*TASK REQUIREMENTS:*
Each line from the one containing "self.transform" to the end of the entries below must be restated exactly, and no other line should appear.

*DATA SUPPLIED:*
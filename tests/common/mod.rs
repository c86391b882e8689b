use glam::{Affine3A, Vec3A};
use std::cell::RefCell;
use steersim::{
    ahash::AHashSet,
    sim::{BodyId, CollisionChannel, CollisionQuery, RayHit, RigidBody},
};

pub const DT: f32 = 1.0 / 60.0;

#[derive(Clone, Debug)]
pub struct RayQuery {
    pub origin: Vec3A,
    pub end: Vec3A,
    pub channel: CollisionChannel,
    pub ignore: Vec<BodyId>,
}

/// Answers every ray with a fixed script and records what was asked
pub struct ScriptedWorld {
    script: Box<dyn Fn(Vec3A, Vec3A) -> Option<RayHit>>,
    pub queries: RefCell<Vec<RayQuery>>,
}

impl ScriptedWorld {
    pub fn new(script: impl Fn(Vec3A, Vec3A) -> Option<RayHit> + 'static) -> Self {
        Self {
            script: Box::new(script),
            queries: RefCell::new(Vec::new()),
        }
    }

    /// Nothing to hit anywhere
    pub fn empty() -> Self {
        Self::new(|_, _| None)
    }

    /// Every ray blocks at `distance`
    pub fn flat(distance: f32) -> Self {
        Self::new(move |origin, _| Some(blocking_hit(origin, distance)))
    }

    pub fn num_queries(&self) -> usize {
        self.queries.borrow().len()
    }
}

impl CollisionQuery for ScriptedWorld {
    fn query_ray(
        &self,
        origin: Vec3A,
        end: Vec3A,
        channel: CollisionChannel,
        ignore: &AHashSet<BodyId>,
    ) -> Option<RayHit> {
        self.queries.borrow_mut().push(RayQuery {
            origin,
            end,
            channel,
            ignore: ignore.iter().copied().collect(),
        });

        (self.script)(origin, end)
    }
}

pub fn blocking_hit(origin: Vec3A, distance: f32) -> RayHit {
    RayHit {
        distance,
        hit_point: origin - Vec3A::Z * distance,
        blocking: true,
    }
}

/// Keeps every force and center of mass write instead of integrating them
pub struct RecordingBody {
    pub id: BodyId,
    pub mass: f32,
    pub transform: Affine3A,
    pub forces: Vec<(Vec3A, Vec3A)>,
    pub com_writes: Vec<Vec3A>,
}

impl RecordingBody {
    pub fn new(mass: f32) -> Self {
        Self::with_transform(mass, Affine3A::IDENTITY)
    }

    pub fn with_transform(mass: f32, transform: Affine3A) -> Self {
        Self {
            id: BodyId(42),
            mass,
            transform,
            forces: Vec::new(),
            com_writes: Vec::new(),
        }
    }

    pub fn total_force(&self) -> Vec3A {
        self.forces.iter().map(|(force, _)| *force).sum()
    }
}

impl RigidBody for RecordingBody {
    fn id(&self) -> BodyId {
        self.id
    }

    fn mass(&self) -> f32 {
        self.mass
    }

    fn world_transform(&self) -> Affine3A {
        self.transform
    }

    fn add_force_at_point(&mut self, force: Vec3A, point: Vec3A) {
        self.forces.push((force, point));
    }

    fn set_center_of_mass_offset(&mut self, offset: Vec3A) {
        self.com_writes.push(offset);
    }
}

*THE COMPLETED TASK:*
        self.transform
    }

    fn add_force_at_point(&mut self, force: Vec3A, point: Vec3A) {
        self.forces.push((force, point));
    }

    fn set_center_of_mass_offset(&mut self, offset: Vec3A) {
        self.com_writes.push(offset);
    }
}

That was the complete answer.